Think about it. When was the last time you paid for an operating system? When did you last worry about which database engine to license? The greatest technologies become invisible utilities. Electricity isn’t a competitive advantage—it’s a precondition. The internet is not a product; it’s the floor. Generative AI is heading for exactly the same fate, and that’s the best possible outcome.
I spoke with a founder who raised $80 million to build a proprietary model. When I asked him what happens when open-source catches up, he paused. Then he admitted: “We’re already pivoting to a data-moat play.” The smart ones are running ahead of the collapse. They’re building application layers on top of commoditized models, wrapping them with proprietary data and workflow logic that actually solves real problems.
Your competitive advantage was never going to be the model. It was always your data, your distribution, your relationships, your ability to understand a messy domain and build a tool that doesn’t just generate text but transforms a process. The model is the engine; the value is in the car, the driver, and the route.
Open-source is eating AI’s lunch, and investors are still setting the table.
The emotional payoff here is not fear. It’s relief. The bubble narrative—that you must race to build a model or be left behind—is toxic and false. The sane response is to stop treating models like rare earth minerals and start treating them like plumbing. Focus on what only you can own: your customer’s trust, your domain expertise, your proprietary data.
This is not a prediction. It’s already happening. Anthropic and OpenAI are fighting over who can give away more free usage. Meta releases models with a license that basically says “go ahead, build a business.” The genie is out of the bottle, and it’s not going back in.
Worthlessness is the highest form of democratization.
So stop worrying about which foundation model to bet your career on. Stop agonizing over whether GPT-5 will be better than Gemini 3. Start asking a different question: What will you build when intelligence is free? When every startup, every mid-market firm, every school and hospital has access to the same raw capability, the only differentiator becomes execution. That’s not a threat. That’s the most exciting opportunity in a generation.

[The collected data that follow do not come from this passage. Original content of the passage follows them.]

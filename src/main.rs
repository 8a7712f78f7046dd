// Initialize configuration
// Set up logging
// Initialize cache
// Create shared state
// Start HTTP server

use nft_cache_service::{api, cache, config::Config, state::AppState};

use std::sync::Arc;
use tracing_subscriber::{layer::SubscriberExt, util::SubscriberInitExt};

#[tokio::main]
async fn main() -> Result<(), Box<dyn std::error::Error>> {
    // Initialize logging
    tracing_subscriber::registry()
        .with(tracing_subscriber::EnvFilter::new(
            std::env::var("RUST_LOG").unwrap_or_else(|_| "info".into()),
        ))
        .with(tracing_subscriber::fmt::layer())
        .init();

    tracing::info!("Starting nft-cache-service");

    // Load configuration
    let config = Config::from_env();
    tracing::info!("Configuration loaded: {:?}", config);

    // Initialize cache
    let nft_cache = cache::NftCacheManager::from_config(&config)?;
    tracing::info!(
        "Cache initialized with price TTL: {:?} and capacity: {}",
        config.price_cache_ttl,
        config.price_cache_capacity
    );

    // Create shared state
    let app_state = Arc::new(AppState {
        config: config.clone(),
        cache: Arc::new(nft_cache),
    });

    // Start HTTP server
    let app = api::create_router(app_state);
    let addr = format!("{}:{}", config.server_host, config.server_port);
    tracing::info!("Starting server on {}", addr);

    let listener = tokio::net::TcpListener::bind(&addr).await?;
    axum::serve(listener, app).await?;

    Ok(())
}
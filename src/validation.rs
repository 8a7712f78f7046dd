use thiserror::Error;

#[derive(Error, Debug)]
pub enum ValidationError {
    #[error("Missing required parameter: {0}")]
    MissingParameter(String),

    #[error("Invalid price value: {0}")]
    InvalidPrice(String),
}

/// The cache only requires a non-empty mint address; it does not validate
/// field semantics beyond that.
pub fn validate_mint_address(mint: &str) -> Result<(), ValidationError> {
    if mint.trim().is_empty() {
        return Err(ValidationError::MissingParameter("mint".to_string()));
    }
    Ok(())
}

/// Prices must be finite and non-negative.
pub fn validate_price(price: f64) -> Result<f64, ValidationError> {
    if !price.is_finite() || price < 0.0 {
        return Err(ValidationError::InvalidPrice(price.to_string()));
    }
    Ok(price)
}
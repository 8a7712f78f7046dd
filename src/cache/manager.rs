//! Thread-safe NFT metadata cache manager.
//!
//! Two tiers behind one exclusive lock: a bounded LRU map of metadata records
//! mirrored write-through to per-mint JSON files, and a TTL cache of price
//! snapshots that never touches disk. Hit/miss counters and the memory gauge
//! live in atomics so stats reads do not take the lock.

use std::fs;
use std::num::NonZeroUsize;
use std::path::{Path, PathBuf};
use std::sync::atomic::{AtomicU64, Ordering};
use std::sync::{Mutex, MutexGuard, PoisonError};
use std::time::Duration;

use chrono::Utc;
use lru::LruCache;
use moka::sync::Cache;
use sysinfo::{Pid, System};
use tracing::{error, info, warn};

use crate::cache::{disk, CacheError};
use crate::config::Config;
use crate::models::{CacheStats, NftMetadata, PriceSnapshot};

/// Default capacity of the price snapshot tier.
pub const PRICE_CACHE_CAPACITY: u64 = 100_000;

/// Default time-to-live for price snapshots.
pub const PRICE_CACHE_TTL: Duration = Duration::from_secs(300);

// Heuristic per-record size used to turn a memory budget into an entry
// count. Not a measured bound.
const APPROX_RECORD_SIZE_BYTES: u64 = 1024;

/// Thread-safe two-tier cache for NFT metadata and price snapshots.
pub struct NftCacheManager {
    cache_dir: PathBuf,
    inner: Mutex<CacheInner>,
    /// Handle onto the same price store as `inner.prices`, kept outside the
    /// lock so `get_cache_stats` can count entries without acquiring it.
    price_view: Cache<String, PriceSnapshot>,
    pid: Pid,
    metadata_entries: AtomicU64,
    cache_hits: AtomicU64,
    cache_misses: AtomicU64,
    memory_usage_mb: AtomicU64,
}

struct CacheInner {
    metadata: LruCache<String, NftMetadata>,
    prices: Cache<String, PriceSnapshot>,
    system: System,
}

impl NftCacheManager {
    /// Create a cache backed by `cache_dir`, sizing the metadata tier from
    /// currently available system memory.
    pub fn new(
        cache_dir: impl AsRef<Path>,
        max_memory_percent: f64,
    ) -> Result<Self, CacheError> {
        let capacity = Self::memory_derived_capacity(max_memory_percent);
        Self::with_capacity(cache_dir, capacity, PRICE_CACHE_CAPACITY, PRICE_CACHE_TTL)
    }

    /// Create a cache from the service configuration.
    pub fn from_config(config: &Config) -> Result<Self, CacheError> {
        let capacity = Self::memory_derived_capacity(config.max_memory_percent);
        Self::with_capacity(
            &config.cache_dir,
            capacity,
            config.price_cache_capacity,
            config.price_cache_ttl,
        )
    }

    /// Create a cache with explicit tier bounds.
    pub fn with_capacity(
        cache_dir: impl AsRef<Path>,
        metadata_capacity: usize,
        price_capacity: u64,
        price_ttl: Duration,
    ) -> Result<Self, CacheError> {
        let cache_dir = cache_dir.as_ref().to_path_buf();
        // Idempotent: a no-op if the directory already exists, so concurrent
        // construction never races on creation.
        fs::create_dir_all(&cache_dir)?;

        let capacity =
            NonZeroUsize::new(metadata_capacity).unwrap_or(NonZeroUsize::MIN);
        let prices = Cache::builder()
            .max_capacity(price_capacity)
            .time_to_live(price_ttl)
            .build();

        info!(
            "Initialized NFT cache at {:?} with max size: {} entries",
            cache_dir, capacity
        );

        Ok(Self {
            cache_dir,
            price_view: prices.clone(),
            inner: Mutex::new(CacheInner {
                metadata: LruCache::new(capacity),
                prices,
                system: System::new(),
            }),
            pid: Pid::from_u32(std::process::id()),
            metadata_entries: AtomicU64::new(0),
            cache_hits: AtomicU64::new(0),
            cache_misses: AtomicU64::new(0),
            memory_usage_mb: AtomicU64::new(0),
        })
    }

    /// Entry budget for the metadata tier: a fraction of available system
    /// memory divided by the approximate per-record size.
    fn memory_derived_capacity(max_memory_percent: f64) -> usize {
        let mut system = System::new();
        system.refresh_memory();
        let budget =
            (system.available_memory() as f64 * max_memory_percent / 100.0) as u64;
        (budget / APPROX_RECORD_SIZE_BYTES).max(1) as usize
    }

    /// Look up a record, falling back to the disk mirror on a memory miss.
    ///
    /// A memory hit promotes the entry to most-recently-used. Disk failures
    /// (missing, unreadable or malformed file) are logged and reported as a
    /// miss, never raised.
    pub fn get_record(&self, mint: &str) -> Option<NftMetadata> {
        let mut inner = self.lock_inner();

        if let Some(record) = inner.metadata.get(mint) {
            self.cache_hits.fetch_add(1, Ordering::Relaxed);
            return Some(record.clone());
        }

        self.cache_misses.fetch_add(1, Ordering::Relaxed);
        match disk::read_record(&self.cache_dir, mint) {
            Ok(Some(record)) => {
                inner.metadata.put(mint.to_string(), record.clone());
                self.metadata_entries
                    .store(inner.metadata.len() as u64, Ordering::Relaxed);
                Some(record)
            }
            Ok(None) => None,
            Err(e) => {
                error!("Error loading NFT {} from disk cache: {}", mint, e);
                None
            }
        }
    }

    /// Insert or overwrite a record in both tiers (write-through).
    ///
    /// The memory copy is updated even when the mirror write fails; the
    /// failure is logged and the tiers disagree until the next successful
    /// write of the same mint.
    pub fn cache_record(&self, record: NftMetadata) {
        if record.mint.is_empty() {
            warn!("Ignoring NFT record with empty mint address");
            return;
        }

        let mut inner = self.lock_inner();

        let mint = record.mint.clone();
        inner.metadata.put(mint.clone(), record.clone());
        self.metadata_entries
            .store(inner.metadata.len() as u64, Ordering::Relaxed);

        if let Err(e) = disk::write_record(&self.cache_dir, &record) {
            error!("Error saving NFT {} to disk cache: {}", mint, e);
        }

        // Refresh the resident memory gauge while we still hold the lock.
        inner.system.refresh_process(self.pid);
        if let Some(process) = inner.system.process(self.pid) {
            self.memory_usage_mb
                .store(process.memory() / (1024 * 1024), Ordering::Relaxed);
        }
    }

    /// Record a price observation for a mint. Overwrites any existing
    /// snapshot and restarts its TTL window.
    pub fn update_price(&self, mint: &str, floor_price: f64, last_sale_price: f64) {
        let inner = self.lock_inner();
        inner.prices.insert(
            mint.to_string(),
            PriceSnapshot {
                floor_price,
                last_sale_price,
                updated_at: Utc::now(),
            },
        );
    }

    /// Current price snapshot for a mint, or `None` once the TTL elapsed.
    pub fn get_price(&self, mint: &str) -> Option<PriceSnapshot> {
        let inner = self.lock_inner();
        inner.prices.get(mint)
    }

    /// Empty both in-memory tiers. Mirrored files are untouched, so records
    /// repopulate from disk on the next lookup.
    pub fn clear_cache(&self) {
        let mut inner = self.lock_inner();
        inner.metadata.clear();
        inner.prices.invalidate_all();
        self.metadata_entries.store(0, Ordering::Relaxed);
        info!("Cache cleared");
    }

    /// Snapshot of the cache counters. Taken without the cache lock, so the
    /// numbers are approximate under concurrent mutation.
    pub fn get_cache_stats(&self) -> CacheStats {
        self.price_view.run_pending_tasks();
        CacheStats {
            metadata_entries: self.metadata_entries.load(Ordering::Relaxed),
            price_entries: self.price_view.entry_count(),
            memory_usage_mb: self.memory_usage_mb.load(Ordering::Relaxed),
            cache_hits: self.cache_hits.load(Ordering::Relaxed),
            cache_misses: self.cache_misses.load(Ordering::Relaxed),
        }
    }

    fn lock_inner(&self) -> MutexGuard<'_, CacheInner> {
        // Recover the guard if a panicking thread poisoned the lock; all
        // mutation happens within single-method scopes.
        self.inner.lock().unwrap_or_else(PoisonError::into_inner)
    }
}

The day you realize that your model is worthless is the day you finally start building something valuable.
FAQ
Q: But aren't frontier models still getting better? Won't proprietary data matter less over time?
A: Frontier models improve, but the gap with open-source alternatives is closing faster than ever—often within months. Proprietary data will actually matter more as models become commodities, because unique data creates unique outcomes. The model is the engine; the data is the fuel that differentiates your car.

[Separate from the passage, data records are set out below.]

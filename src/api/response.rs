use axum::{
    http::{header, HeaderMap, StatusCode},
    response::{IntoResponse, Response},
};
use serde::Serialize;

#[derive(Serialize)]
pub struct ApiResponse<T> {
    pub data: T,
}

impl<T: Serialize> IntoResponse for ApiResponse<T> {
    fn into_response(self) -> Response {
        let json = match serde_json::to_string(&self) {
            Ok(json) => json,
            Err(_) => return StatusCode::INTERNAL_SERVER_ERROR.into_response(),
        };

        let mut headers = HeaderMap::new();
        headers.insert(
            header::CONTENT_TYPE,
            "application/json".parse().unwrap(),
        );

        (StatusCode::OK, headers, json).into_response()
    }
}
// Service configuration loaded from environment variables:
// - backing directory for the disk mirror
// - memory fraction used to size the metadata tier
// - price cache TTL and capacity
// - HTTP listen address

use dotenv::dotenv;
use std::env;
use std::time::Duration;

#[derive(Debug, Clone)]
pub struct Config {
    pub cache_dir: String,
    pub max_memory_percent: f64,
    pub price_cache_ttl: Duration,
    pub price_cache_capacity: u64,
    pub server_host: String,
    pub server_port: u16,
}

impl Config {
    pub fn from_env() -> Self {
        dotenv().ok();

        let cache_dir = env::var("CACHE_DIR").unwrap_or_else(|_| "cache".to_string());
        let max_memory_percent = env::var("MAX_MEMORY_PERCENT")
            .unwrap_or_else(|_| "75".to_string())
            .parse()
            .unwrap_or(75.0);
        let price_cache_ttl = env::var("PRICE_CACHE_TTL")
            .unwrap_or_else(|_| "300".to_string())
            .parse()
            .map(Duration::from_secs)
            .unwrap_or(Duration::from_secs(300));
        let price_cache_capacity = env::var("PRICE_CACHE_CAPACITY")
            .unwrap_or_else(|_| "100000".to_string())
            .parse()
            .unwrap_or(100_000);
        let server_host = env::var("SERVER_HOST").unwrap_or_else(|_| "127.0.0.1".to_string());
        let server_port = env::var("SERVER_PORT")
            .unwrap_or_else(|_| "8080".to_string())
            .parse()
            .unwrap_or(8080);

        Self {
            cache_dir,
            max_memory_percent,
            price_cache_ttl,
            price_cache_capacity,
            server_host,
            server_port,
        }
    }
}
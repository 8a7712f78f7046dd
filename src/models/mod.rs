// NFT metadata record and price snapshot types shared by the cache engine
// and the HTTP layer. Field names match the on-disk JSON mirror format.

use chrono::{DateTime, Utc};
use serde::{Deserialize, Serialize};

/// Descriptive metadata for one NFT, keyed by its mint address.
///
/// The mint address uniquely identifies the record across both cache tiers
/// and names its mirrored file on disk.
#[derive(Debug, Clone, PartialEq, Serialize, Deserialize)]
pub struct NftMetadata {
    pub mint: String,
    pub name: String,
    pub symbol: String,
    pub uri: String,
    pub seller_fee_basis_points: u16,
    pub creators: Vec<Creator>,
    pub collection: Option<CollectionInfo>,
    pub attributes: Vec<Attribute>,
    pub last_updated: DateTime<Utc>,
    #[serde(default)]
    pub floor_price: f64,
    #[serde(default)]
    pub last_sale_price: f64,
}

/// One entry of an NFT's creator list.
#[derive(Debug, Clone, PartialEq, Serialize, Deserialize)]
pub struct Creator {
    pub address: String,
    pub verified: bool,
    pub share: u8,
}

/// Collection membership descriptor.
#[derive(Debug, Clone, PartialEq, Serialize, Deserialize)]
pub struct CollectionInfo {
    pub key: String,
    pub name: Option<String>,
    pub verified: bool,
}

/// A single trait attribute from the off-chain metadata.
#[derive(Debug, Clone, PartialEq, Serialize, Deserialize)]
pub struct Attribute {
    pub trait_type: String,
    pub value: String,
}

/// Point-in-time price observation for one mint.
///
/// Lives only in the TTL tier; never written to disk.
#[derive(Debug, Clone, PartialEq, Serialize, Deserialize)]
pub struct PriceSnapshot {
    pub floor_price: f64,
    pub last_sale_price: f64,
    pub updated_at: DateTime<Utc>,
}

/// Observability counters exposed by the cache.
///
/// Read without the cache lock, so values may race with concurrent mutators.
#[derive(Debug, Clone, PartialEq, Serialize, Deserialize)]
pub struct CacheStats {
    pub metadata_entries: u64,
    pub price_entries: u64,
    pub memory_usage_mb: u64,
    pub cache_hits: u64,
    pub cache_misses: u64,
}
pub mod api_tests;

use crate::models::{Attribute, CollectionInfo, Creator, NftMetadata};
use chrono::DateTime;

/// Build a deterministic NFT record for a mint so equality checks do not
/// depend on wall-clock time.
pub fn test_record(mint: &str) -> NftMetadata {
    NftMetadata {
        mint: mint.to_string(),
        name: format!("Test NFT {}", mint),
        symbol: "TEST".to_string(),
        uri: format!("https://arweave.net/{}", mint),
        seller_fee_basis_points: 500,
        creators: vec![Creator {
            address: "9ii1FEiWSgDzXAbwj2oTmJXzkfCw78mnHwPQv9WQ5iTn".to_string(),
            verified: true,
            share: 100,
        }],
        collection: Some(CollectionInfo {
            key: "AhAkbf3cGD6HkFod2rBEE8mie8ks9p7vuss6WGkUFAM9".to_string(),
            name: Some("Test Collection".to_string()),
            verified: true,
        }),
        attributes: vec![Attribute {
            trait_type: "Background".to_string(),
            value: "Blue".to_string(),
        }],
        last_updated: DateTime::from_timestamp(1_700_000_000, 0).unwrap(),
        floor_price: 1.25,
        last_sale_price: 1.5,
    }
}
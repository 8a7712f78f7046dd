pub mod api;
pub mod cache;
pub mod config;
pub mod models;
pub mod state;
pub mod validation;

#[cfg(test)]
pub mod tests;

// Re-export specific items for convenience
pub use cache::{CacheError, NftCacheManager};
pub use models::{Attribute, CacheStats, CollectionInfo, Creator, NftMetadata, PriceSnapshot};
pub use validation::{validate_mint_address, validate_price, ValidationError};
pub use api::error::ApiError;
pub use api::response::ApiResponse;
pub use api::route::create_router;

Q: What's the practical implication for someone building a startup or investing in AI?
A: Shift your focus away from model-weight moats. If you're building a startup, concentrate on vertical solutions that own the user experience and workflow, wrapping commoditized models with proprietary data. If you're investing, look for companies that own distribution, domain expertise, or unique datasets—not those hoping to sell a better model.

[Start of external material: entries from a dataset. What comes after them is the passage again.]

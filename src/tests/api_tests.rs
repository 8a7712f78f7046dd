//! End-to-end tests for the HTTP surface, run against a server bound to an
//! ephemeral port.

#[cfg(test)]
mod tests {
    use crate::{
        api::create_router,
        cache::NftCacheManager,
        config::Config,
        models::NftMetadata,
        state::AppState,
        tests::test_record,
    };
    use std::{sync::Arc, time::Duration};
    use tempfile::TempDir;

    /// Boot the router on 127.0.0.1:0 and return its base URL. The temp dir
    /// is returned so the backing directory outlives the test.
    async fn spawn_test_server() -> (String, TempDir) {
        let dir = TempDir::new().expect("Failed to create temp dir");

        let config = Config {
            cache_dir: dir.path().to_string_lossy().into_owned(),
            max_memory_percent: 75.0,
            price_cache_ttl: Duration::from_secs(300),
            price_cache_capacity: 1000,
            server_host: "127.0.0.1".to_string(),
            server_port: 0,
        };

        let cache = NftCacheManager::with_capacity(
            dir.path(),
            100,
            config.price_cache_capacity,
            config.price_cache_ttl,
        )
        .expect("Failed to create cache");

        let app_state = Arc::new(AppState {
            config,
            cache: Arc::new(cache),
        });

        let app = create_router(app_state);
        let listener = tokio::net::TcpListener::bind("127.0.0.1:0").await.unwrap();
        let addr = listener.local_addr().unwrap();

        tokio::spawn(async move {
            axum::serve(listener, app).await.unwrap();
        });

        (format!("http://{}", addr), dir)
    }

    #[tokio::test]
    async fn test_cache_and_fetch_nft() {
        let (base_url, _dir) = spawn_test_server().await;
        let client = reqwest::Client::new();
        let record = test_record("mint_api_a");

        let response = client
            .post(format!("{}/nfts", base_url))
            .json(&record)
            .send()
            .await
            .unwrap();
        assert_eq!(response.status(), reqwest::StatusCode::CREATED);

        let response = client
            .get(format!("{}/nfts/mint_api_a", base_url))
            .send()
            .await
            .unwrap();
        assert_eq!(response.status(), reqwest::StatusCode::OK);

        let body: serde_json::Value = response.json().await.unwrap();
        let fetched: NftMetadata = serde_json::from_value(body["data"].clone()).unwrap();
        assert_eq!(fetched, record);
    }

    #[tokio::test]
    async fn test_unknown_mint_returns_not_found() {
        let (base_url, _dir) = spawn_test_server().await;
        let client = reqwest::Client::new();

        let response = client
            .get(format!("{}/nfts/not_cached", base_url))
            .send()
            .await
            .unwrap();
        assert_eq!(response.status(), reqwest::StatusCode::NOT_FOUND);
    }

    #[tokio::test]
    async fn test_price_endpoints() {
        let (base_url, _dir) = spawn_test_server().await;
        let client = reqwest::Client::new();

        let response = client
            .post(format!("{}/nfts/mint_api_b/price", base_url))
            .json(&serde_json::json!({ "floor_price": 2.5, "last_sale_price": 3.0 }))
            .send()
            .await
            .unwrap();
        assert_eq!(response.status(), reqwest::StatusCode::OK);

        let response = client
            .get(format!("{}/nfts/mint_api_b/price", base_url))
            .send()
            .await
            .unwrap();
        assert_eq!(response.status(), reqwest::StatusCode::OK);

        let body: serde_json::Value = response.json().await.unwrap();
        assert_eq!(body["data"]["floor_price"], 2.5);
        assert_eq!(body["data"]["last_sale_price"], 3.0);

        // No snapshot recorded for this mint
        let response = client
            .get(format!("{}/nfts/mint_api_c/price", base_url))
            .send()
            .await
            .unwrap();
        assert_eq!(response.status(), reqwest::StatusCode::NOT_FOUND);
    }

    #[tokio::test]
    async fn test_validation_rejections() {
        let (base_url, _dir) = spawn_test_server().await;
        let client = reqwest::Client::new();

        // Record without a mint address
        let mut record = test_record("placeholder");
        record.mint = String::new();
        let response = client
            .post(format!("{}/nfts", base_url))
            .json(&record)
            .send()
            .await
            .unwrap();
        assert_eq!(response.status(), reqwest::StatusCode::BAD_REQUEST);

        // Negative price
        let response = client
            .post(format!("{}/nfts/mint_api_d/price", base_url))
            .json(&serde_json::json!({ "floor_price": -1.0, "last_sale_price": 1.0 }))
            .send()
            .await
            .unwrap();
        assert_eq!(response.status(), reqwest::StatusCode::BAD_REQUEST);
    }

    #[tokio::test]
    async fn test_stats_and_clear() {
        let (base_url, _dir) = spawn_test_server().await;
        let client = reqwest::Client::new();
        let record = test_record("mint_api_e");

        client
            .post(format!("{}/nfts", base_url))
            .json(&record)
            .send()
            .await
            .unwrap();

        let body: serde_json::Value = client
            .get(format!("{}/cache/stats", base_url))
            .send()
            .await
            .unwrap()
            .json()
            .await
            .unwrap();
        assert_eq!(body["data"]["metadata_entries"], 1);

        let response = client
            .post(format!("{}/cache/clear", base_url))
            .send()
            .await
            .unwrap();
        assert_eq!(response.status(), reqwest::StatusCode::OK);

        let body: serde_json::Value = client
            .get(format!("{}/cache/stats", base_url))
            .send()
            .await
            .unwrap()
            .json()
            .await
            .unwrap();
        assert_eq!(body["data"]["metadata_entries"], 0);

        // Clearing only drops the acceleration layer; the mirror repopulates it.
        let response = client
            .get(format!("{}/nfts/mint_api_e", base_url))
            .send()
            .await
            .unwrap();
        assert_eq!(response.status(), reqwest::StatusCode::OK);
    }
}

Q: Isn't this just another 'software is eating the world' platitude dressed up as insight?
A: No—this time the commodity is intelligence itself. The transition from proprietary AI to open utility will be faster and more disruptive than previous shifts because the cost of replication is effectively zero and the community is global. The incumbents' moats are evaporating in real time, and the winners will be those who embrace the utility mindset from day one.